Back-end integration

The word middleware is traditionally associated with technologies that pass data between enterprise applications. While this new Netlify technology is a different use of the word, the provider is developing technology for back-end integration based on its acquisition of GraphQL API platform OneGraph last year. Called Netlify Graph, this will be an important focus to help developers manage the many different connections implicit in the kind of composable architecture associated with JAMstack. Biilmann elaborates:

We've really succeeded in enabling developers to work on this web experience layer as a self-standing serverless application that they can work on independently from the back-end teams. But where I think we have a lot more opportunity to do is in helping them connect that web experience layer to all the different APIs and data sources and content sources they have on the back end.

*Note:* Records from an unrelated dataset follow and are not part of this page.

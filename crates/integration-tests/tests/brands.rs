//! Integration tests for brand listing and brand products.

use catalog_mock_api::fixtures::Fixtures;
use catalog_mock_core::NewBrand;
use catalog_mock_integration_tests::{TestServer, fixture_json};
use reqwest::StatusCode;
use serde_json::{Value, json};

#[tokio::test]
async fn test_brands_returns_fixture_list() {
    let server = TestServer::spawn().await;

    let resp = server
        .client()
        .get(server.url("/v1/brands"))
        .send()
        .await
        .expect("Failed to request brands");

    assert_eq!(resp.status(), StatusCode::OK);
    let body: Value = resp.json().await.expect("Response was not JSON");
    assert_eq!(body, fixture_json("brands.json"));
}

#[tokio::test]
async fn test_unknown_brand_id_is_not_found() {
    let server = TestServer::spawn().await;

    for brand_id in ["a", "99", "02", "0"] {
        let resp = server
            .client()
            .get(server.url(&format!("/v1/brands/{brand_id}/products")))
            .send()
            .await
            .expect("Failed to request brand products");

        assert_eq!(resp.status(), StatusCode::NOT_FOUND, "brand id {brand_id:?}");
        assert!(resp.text().await.expect("Failed to read body").is_empty());
    }
}

#[tokio::test]
async fn test_brand_without_products_returns_empty_array() {
    let server = TestServer::spawn().await;
    let brand_id = server
        .state()
        .catalog()
        .brands()
        .write()
        .await
        .add_one(NewBrand::named("Old Navy"))
        .id;

    let resp = server
        .client()
        .get(server.url(&format!("/v1/brands/{brand_id}/products")))
        .send()
        .await
        .expect("Failed to request brand products");

    assert_eq!(resp.status(), StatusCode::OK);
    let body: Value = resp.json().await.expect("Response was not JSON");
    assert_eq!(body, json!([]));
}

#[tokio::test]
async fn test_brand_products_returns_brand_products_in_order() {
    let server = TestServer::spawn().await;
    let image = "https://image.shutterstock.com/z/stock-photo-yellow-sunglasses-white-backgound-600820286.jpg";

    let resp = server
        .client()
        .get(server.url("/v1/brands/2/products"))
        .send()
        .await
        .expect("Failed to request brand products");

    assert_eq!(resp.status(), StatusCode::OK);
    let body: Value = resp.json().await.expect("Response was not JSON");
    assert_eq!(
        body,
        json!([
            {
                "id": "4",
                "categoryId": "2",
                "name": "Better glasses",
                "description": "The best glasses in the world",
                "price": 1500,
                "imageUrls": [image, image, image]
            },
            {
                "id": "5",
                "categoryId": "2",
                "name": "Glasses",
                "description": "The most normal glasses in the world",
                "price": 150,
                "imageUrls": [image, image, image]
            }
        ])
    );
}

#[tokio::test]
async fn test_catalog_reset_restores_fixture_brands() {
    let server = TestServer::spawn().await;
    let catalog = server.state().catalog();
    catalog
        .brands()
        .write()
        .await
        .add_one(NewBrand::named("Old Navy"));

    let fixtures = Fixtures::load(&server.state().config().data_dir)
        .expect("Failed to reload fixtures");
    catalog.reset(fixtures).await;

    let body: Value = server
        .client()
        .get(server.url("/v1/brands"))
        .send()
        .await
        .expect("Failed to request brands")
        .json()
        .await
        .expect("Response was not JSON");
    assert_eq!(body, fixture_json("brands.json"));
}

#[tokio::test]
async fn test_unknown_brand_reason_phrase() {
    let server = TestServer::spawn().await;

    for path in ["/v1/brands/a/products", "/v1/brands/99/products"] {
        let status_line = server.status_line("GET", path, None).await;
        assert_eq!(status_line, "HTTP/1.1 404 no brand with that id found", "{path}");
    }
}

That's, of course, why we launched Netlify Graph, but there's a full roadmap, thinking through how can we really help teams manage the complexity that comes from the composable architecture. We all know that the advantage is that you can get the best-in-class for every single piece, and you can compose both your old legacy pieces and your modern headless pieces together and use them independently and so on. But of course, it does add complexity to having to manage five/six/seven/eight different APIs and services and data sources for every web project you're working on. So we're thinking a lot through how can we simplify that and make it feel to the web teams working on it like they just have one uniform way of thinking about that whole layer on the back end.

Mainstream adoption

With enterprise adoption rising fast, that strategy is going to be important. Whereas earlier technology trends such as cloud-native apps or containerization were first adopted by digital innovators before moving to more mainstream companies, Biilmann says that Netlify is seeing mainstream adoption in parallel with the high-tech sector. He comments:

This decoupling of the web experience, we've actually seen that happen fairly simultaneously, across really high technology customers, like a Twilio or DocuSign, that are born Silicon Valley tech companies, but also in much more traditional companies like in retailers Salling Group in Denmark or Loblaw in Canada, or [real estate investor] Oxford Properties in Toronto. Just companies that you wouldn't think of as necessarily the early adopters of more radical digital transformation projects.

One factor that's making it easier for established companies to start using Netlify is that this composable technology can be adopted incrementally, rather than having to 'rip-and-replace' the platforms they're already using. He explains:

You can start with a single project. You can start building out even just parts of that project. A lot of our customers will start putting Netlify in front of their existing web property, and then building out new pages, new parts of it, on Netlify, then just start accelerating and building more and more — instead of doing some radical switch-over, like turning off their old monolith and building a new one.

We are seeing a lot of companies focus on how can you also be this orchestration layer in the middle, that makes it easier to keep a lot of your original APIs, content sources, but expose them to this new way of building. We're at a very early stage of adoption, but I think as the ball gets rolling, it will only roll faster and faster, especially because we're seeing adoption happen not just in very advanced technology companies, but also in broad enterprises globally.

My take

Further evidence that mainstream adoption of this composable approach to building websites and web applications is growing. This has all the hallmarks of a disruptive innovation that has now proven itself and is filling out gaps in its capabilities so that it can meet advanced requirements and become a complete alternative to the incumbents.